(ACTION ITEM) What is the number of lines in the entries below that include the word "Value"? Provide the number only.

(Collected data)
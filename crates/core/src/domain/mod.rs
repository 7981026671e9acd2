pub mod buyer;
pub mod expense;
pub mod filter;
pub mod inventory;
pub mod owner;
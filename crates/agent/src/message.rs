use serde::{Deserialize, Serialize};
use serde_json::Value;

/// One invocation requested by the reasoning engine.
#[derive(Clone, Debug, PartialEq, Serialize, Deserialize)]
pub struct ToolCall {
    pub call_id: String,
    pub tool_name: String,
    pub arguments: Value,
}

impl ToolCall {
    pub fn new(call_id: impl Into<String>, tool_name: impl Into<String>, arguments: Value) -> Self {
        Self { call_id: call_id.into(), tool_name: tool_name.into(), arguments }
    }
}

/// A transcript entry. Every call id in an `Assistant` message must be answered
/// by exactly one following `ToolResult` before the transcript is well-formed.
#[derive(Clone, Debug, PartialEq, Serialize, Deserialize)]
#[serde(tag = "role", rename_all = "snake_case")]
pub enum Message {
    User {
        content: String,
    },
    Assistant {
        content: String,
        #[serde(default, skip_serializing_if = "Vec::is_empty")]
        tool_calls: Vec<ToolCall>,
    },
    ToolResult {
        call_id: String,
        tool_name: String,
        content: String,
    },
}

impl Message {
    pub fn user(content: impl Into<String>) -> Self {
        Self::User { content: content.into() }
    }

    pub fn assistant(content: impl Into<String>) -> Self {
        Self::Assistant { content: content.into(), tool_calls: Vec::new() }
    }

    pub fn assistant_with_calls(content: impl Into<String>, tool_calls: Vec<ToolCall>) -> Self {
        Self::Assistant { content: content.into(), tool_calls }
    }

    pub fn tool_result(
        call_id: impl Into<String>,
        tool_name: impl Into<String>,
        content: impl Into<String>,
    ) -> Self {
        Self::ToolResult {
            call_id: call_id.into(),
            tool_name: tool_name.into(),
            content: content.into(),
        }
    }

    /// Tool calls requested by this message; empty for anything but an assistant.
    pub fn tool_calls(&self) -> &[ToolCall] {
        match self {
            Self::Assistant { tool_calls, .. } => tool_calls,
            _ => &[],
        }
    }

    /// Text of an assistant message that requests no tools.
    pub fn final_text(&self) -> Option<&str> {
        match self {
            Self::Assistant { content, tool_calls } if tool_calls.is_empty() => Some(content),
            _ => None,
        }
    }

    pub fn role(&self) -> &'static str {
        match self {
            Self::User { .. } => "user",
            Self::Assistant { .. } => "assistant",
            Self::ToolResult { .. } => "tool",
        }
    }
}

(RESULT) 3